In 1950 Alan Turing devised a series of tests, which have come to be known as The Turing Test. This test tries to formulate a philosophical basis for the question, “Can a machine convince a human that it is human simply by intellectual interaction?” or, “Can a machine think?” As sick as one can get of R2D2 or Hal9000 or Huey, Dewey and Louie, the culture is riddled with speculative fiction and scientific inquiry into the question Turing asked 60+ years ago. IBM is about to advance the question to the next level. They are attempting to build Projective Artificial Intelligence with the intent to recreate human thought, not merely recycle phrases but to logically and quasi-humanly process, to induce the listener to believe in its sentience; perhaps one day to believe in its own sentience, becoming the Mycroft Holmes of the moon colony.

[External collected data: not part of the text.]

use reactive_visualiser_core::platform::{CandidateSpec, HeadlessPlatform};
use reactive_visualiser_core::signal::error_channel;
use reactive_visualiser_core::surface::{
    compare_candidates, ConfigDescriptor, Negotiation, SurfaceConfigNegotiator, SurfaceState,
    SurfaceStateCell,
};
use reactive_visualiser_core::AlertKind;

fn candidate(id: i32, rgb: (u32, u32, u32), native: bool, samples: u32) -> CandidateSpec {
    CandidateSpec {
        id,
        red: rgb.0,
        green: rgb.1,
        blue: rgb.2,
        buffer_size: rgb.0 + rgb.1 + rgb.2,
        native_renderable: native,
        sample_buffers: u32::from(samples > 0),
        samples,
        ..CandidateSpec::default()
    }
}

fn negotiate(
    candidates: Vec<CandidateSpec>,
) -> (Negotiation<HeadlessPlatform>, Vec<AlertKind>, SurfaceState) {
    let mut platform = HeadlessPlatform::new(candidates);
    let (signal, alerts) = error_channel();
    let state = SurfaceStateCell::new();
    let negotiation = SurfaceConfigNegotiator::default().negotiate(&mut platform, &state, &signal);
    let raised = std::iter::from_fn(|| alerts.try_take()).collect();
    (negotiation, raised, state.get())
}

fn selected_id(negotiation: &Negotiation<HeadlessPlatform>) -> i32 {
    match negotiation {
        Negotiation::Active(active) => active.config.config_id(),
        Negotiation::Unsupported { .. } => panic!("expected an active configuration"),
    }
}

#[test]
fn selection_always_uses_a_known_color_format() {
    let mut shapes = Vec::new();
    let formats = [(10, 10, 10), (8, 8, 8), (4, 4, 4), (5, 6, 5), (6, 6, 6)];
    for (i, rgb) in formats.into_iter().enumerate() {
        for native in [false, true] {
            shapes.push(candidate(i as i32 * 2 + i32::from(native), rgb, native, 0));
        }
    }

    // every rotation of the list still lands on an 888 or 565 candidate
    for start in 0..shapes.len() {
        let mut list = shapes.clone();
        list.rotate_left(start);
        let (negotiation, alerts, _) = negotiate(list);
        let Negotiation::Active(active) = negotiation else {
            panic!("expected an active configuration");
        };
        assert!(matches!(active.config.channel_bits(), (8, 8, 8) | (5, 6, 5)));
        assert!(alerts.is_empty());
    }
}

#[test]
fn unusable_lists_are_unsupported_with_exactly_one_alert() {
    let mut no_window = candidate(1, (8, 8, 8), true, 0);
    no_window.window = false;
    let odd_format = candidate(2, (6, 6, 6), true, 0);
    let mut dead = candidate(3, (5, 6, 5), true, 0);
    dead.fail_make_current = true;

    let (negotiation, alerts, state) = negotiate(vec![no_window, odd_format, dead]);
    assert!(!negotiation.is_active());
    assert_eq!(alerts, vec![AlertKind::Unsupported]);
    assert_eq!(state, SurfaceState::Unsupported);

    let (negotiation, alerts, _) = negotiate(Vec::new());
    assert!(!negotiation.is_active());
    assert_eq!(alerts.len(), 1);
}

#[test]
fn sample_count_breaks_ties() {
    let fewer = candidate(7, (8, 8, 8), true, 2);
    let more = candidate(3, (8, 8, 8), true, 4);
    assert!(compare_candidates(&fewer, &more).is_lt());

    let (negotiation, _, _) = negotiate(vec![more, fewer]);
    assert_eq!(selected_id(&negotiation), 7);
}

#[test]
fn native_outranks_everything_but_color_layout() {
    let a = candidate(1, (8, 8, 8), false, 0);
    let b = candidate(2, (5, 6, 5), true, 0);
    let c = candidate(3, (8, 8, 8), true, 2);

    // B and C are both native; B has no multisampling so it leads.
    let (negotiation, _, _) = negotiate(vec![a.clone(), b, c.clone()]);
    assert_eq!(selected_id(&negotiation), 2);

    // without B, native C still beats lighter non-native A
    let (negotiation, _, _) = negotiate(vec![a, c]);
    assert_eq!(selected_id(&negotiation), 3);
}

#[test]
fn activation_falls_through_to_the_next_candidate() {
    let mut best = candidate(1, (5, 6, 5), true, 0);
    best.fail_surface = true;
    let runner_up = candidate(2, (8, 8, 8), true, 0);

    let mut platform = HeadlessPlatform::new(vec![best, runner_up]);
    let (signal, _alerts) = error_channel();
    let state = SurfaceStateCell::new();
    let negotiation = SurfaceConfigNegotiator::default().negotiate(&mut platform, &state, &signal);

    assert_eq!(selected_id(&negotiation), 2);
    assert_eq!(platform.live_contexts(), 1);
    assert_eq!(platform.live_surfaces(), 1);
}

In 2007 IBM began working on creation of Watson, a process of mechanical deep analytics combined with natural language processing. The future Dr. Susan Calvins of the world began to test and refine the Watson project, with the eventual outcome to compete in a verbal thinking match with humans. This original concept was refined to meet a cultural phenomenon: the television show Jeopardy. Our best hopes and worst fears are about to come true.
Watson, named for IBM’s founder Thomas J Watson and not Sherlock’s sidekick, is being developed as part of their DeepQA Research Project, designed for hypothesis generation, evidence gathering and analysis. On February 14th thru 16th, Watson will “compete” against humans in a round of Jeopardy. To make the program even more impressive, Watson will be “competing” with Ken Jennings and Brad Rutter, two of the most famous winners on the show and world-renowned know-it-alls.
We will post more information as it becomes available. For now , here is a short film about how Watson came to begin to “think”.
This is Dome, sayin: Soylent Green is Humans…oh wait… wrong dystopia.
Here’s a case where science fiction has anticipated the question…and goes one step further in examining what happens if the answer to the “Turing question” is yes. The “Frankenstein complex” (to quote Dr Susan Calvin) is pervasive in science fiction from before the times it was known as such, and pretty much paints the picture that humans will resist and fear having “created life” being indistinguishable from human life. Asimov, of course, battled against that complex (through his many fictional proxies, most notably Susan Calvin), but addressed the “Turing question” pretty directly in his short story Evidence (in I, Robot). Of course it’s never totally clear whether Stephen Byerley is a robot or not…just as it’s not clear that Heinlein’s Mycroft Holmes is one to those who don’t know. And of course my namesake (R. Daneel Olivaw) passes for human in multiple situations, including as the advisor to the Emperor in the Foundation series. One can only hope that if the answer is “yes” that Asimov’s vision that (taking liberties with his words a bit) if a humanoid robot was indistinguishable from a man (mentally) that the question would be whether it was a robot…or just a very good human being. Hurray for the Four Laws of Robotics (including the Zeroth Law as formulated by R. Daneel).